* **Listed entries**

/// A closed or open range of real values, used for primitive bounds checks,
/// shadow-ray occlusion windows and colour clamping.
#[derive(Debug, Clone, Copy, PartialEq)]
pub struct Interval {
    pub min: f32,
    pub max: f32,
}

impl Interval {
    /// Create a new interval given min and max values.
    pub const fn new(min: f32, max: f32) -> Self {
        Self { min, max }
    }

    /// Returns the size of the interval (max - min).
    pub fn size(&self) -> f32 {
        self.max - self.min
    }

    /// Returns true if x is within the interval [min, max] (inclusive).
    pub fn contains(&self, x: f32) -> bool {
        self.min <= x && x <= self.max
    }

    /// Returns true if x is strictly within the interval (min, max) (exclusive).
    pub fn surrounds(&self, x: f32) -> bool {
        self.min < x && x < self.max
    }

    /// Clamps x to be within the interval [min, max].
    pub fn clamp(&self, x: f32) -> f32 {
        x.clamp(self.min, self.max)
    }

    /// The unit interval [0, 1].
    pub const UNIT: Interval = Interval::new(0.0, 1.0);

    /// The canonical primitive extent [-1, 1].
    pub const SYMMETRIC_UNIT: Interval = Interval::new(-1.0, 1.0);
}
use std::path::PathBuf;

use clap::{Parser, ValueEnum};
use log::LevelFilter;
use lux_renderer::{RenderConfig, DEFAULT_BUCKET_SIZE};

/// Log levels selectable on the command line
#[derive(Debug, Clone, Copy, ValueEnum)]
pub enum LogLevel {
    Error,
    Warn,
    Info,
    Debug,
    Trace,
}

impl From<LogLevel> for LevelFilter {
    fn from(level: LogLevel) -> Self {
        match level {
            LogLevel::Error => LevelFilter::Error,
            LogLevel::Warn => LevelFilter::Warn,
            LogLevel::Info => LevelFilter::Info,
            LogLevel::Debug => LevelFilter::Debug,
            LogLevel::Trace => LevelFilter::Trace,
        }
    }
}

/// Command line arguments
#[derive(Parser, Debug)]
#[command(name = "lux")]
#[command(about = "Recursive ray tracer with soft shadows, reflection and refraction")]
#[command(version)]
pub struct Args {
    /// Output image (.ppm or .png)
    #[arg(default_value = "lux.ppm")]
    pub output: PathBuf,

    /// Image side length in pixels
    #[arg(short, long, default_value_t = 512)]
    pub size: u32,

    /// Maximum reflection/refraction depth
    #[arg(short, long, default_value_t = 3)]
    pub depth: u32,

    /// Supersample pixels and soften shadows
    #[arg(short, long)]
    pub antialias: bool,

    /// JSON scene description; the built-in demo scene is used if omitted
    #[arg(long)]
    pub scene: Option<PathBuf>,

    /// Seed for shadow sampling
    #[arg(long, default_value_t = 1522)]
    pub seed: u64,

    /// Worker threads (defaults to one per core)
    #[arg(short = 'j', long)]
    pub threads: Option<usize>,

    /// Bucket side length in pixels
    #[arg(long, default_value_t = DEFAULT_BUCKET_SIZE)]
    pub bucket_size: u32,

    /// Set the logging level
    #[arg(long, value_enum, default_value = "info")]
    pub log_level: LogLevel,
}

impl Args {
    /// Render settings chosen on the command line.
    pub fn render_config(&self) -> RenderConfig {
        RenderConfig {
            image_size: self.size,
            max_depth: self.depth,
            antialiasing: self.antialias,
            seed: self.seed,
            bucket_size: self.bucket_size,
            ..Default::default()
        }
    }
}
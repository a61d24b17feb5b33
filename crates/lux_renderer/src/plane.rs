//! Unit square in the local z = 0 plane.

use lux_math::{Interval, Ray, Vec2, Vec3};

use crate::hittable::LocalHit;

/// Local normal of the plane. It is not flipped toward the ray; two-sided
/// lighting handles the back face.
pub const PLANE_NORMAL: Vec3 = Vec3::new(0.0, 0.0, -1.0);

/// Intersect a local-frame ray with the square [-1, 1]² at z = 0.
pub fn intersect(ray: &Ray) -> Option<LocalHit> {
    let origin = ray.origin();
    let direction = ray.direction();

    // Parallel to the plane
    if direction.z == 0.0 {
        return None;
    }

    let t = -origin.z / direction.z;
    if t <= 0.0 {
        return None;
    }

    let point = ray.at(t);
    let square = Interval::SYMMETRIC_UNIT;
    if !square.contains(point.x) || !square.contains(point.y) {
        return None;
    }

    Some(LocalHit {
        t,
        point,
        normal: PLANE_NORMAL,
        uv: Vec2::new((point.x + 1.0) / 2.0, (point.y + 1.0) / 2.0),
        front_face: direction.dot(PLANE_NORMAL) < 0.0,
    })
}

* **The task**
Return, exactly as they stand, the lines from the start of the records above through the line with "pub const UNIT: Interval", both ends included, and no other lines.

* **Response for this exercise**
/// A closed or open range of real values, used for primitive bounds checks,
/// shadow-ray occlusion windows and colour clamping.
#[derive(Debug, Clone, Copy, PartialEq)]
pub struct Interval {
    pub min: f32,
    pub max: f32,
}

impl Interval {
    /// Create a new interval given min and max values.
    pub const fn new(min: f32, max: f32) -> Self {
        Self { min, max }
    }

    /// Returns the size of the interval (max - min).
    pub fn size(&self) -> f32 {
        self.max - self.min
    }

    /// Returns true if x is within the interval [min, max] (inclusive).
    pub fn contains(&self, x: f32) -> bool {
        self.min <= x && x <= self.max
    }

    /// Returns true if x is strictly within the interval (min, max) (exclusive).
    pub fn surrounds(&self, x: f32) -> bool {
        self.min < x && x < self.max
    }

    /// Clamps x to be within the interval [min, max].
    pub fn clamp(&self, x: f32) -> f32 {
        x.clamp(self.min, self.max)
    }

    /// The unit interval [0, 1].
    pub const UNIT: Interval = Interval::new(0.0, 1.0);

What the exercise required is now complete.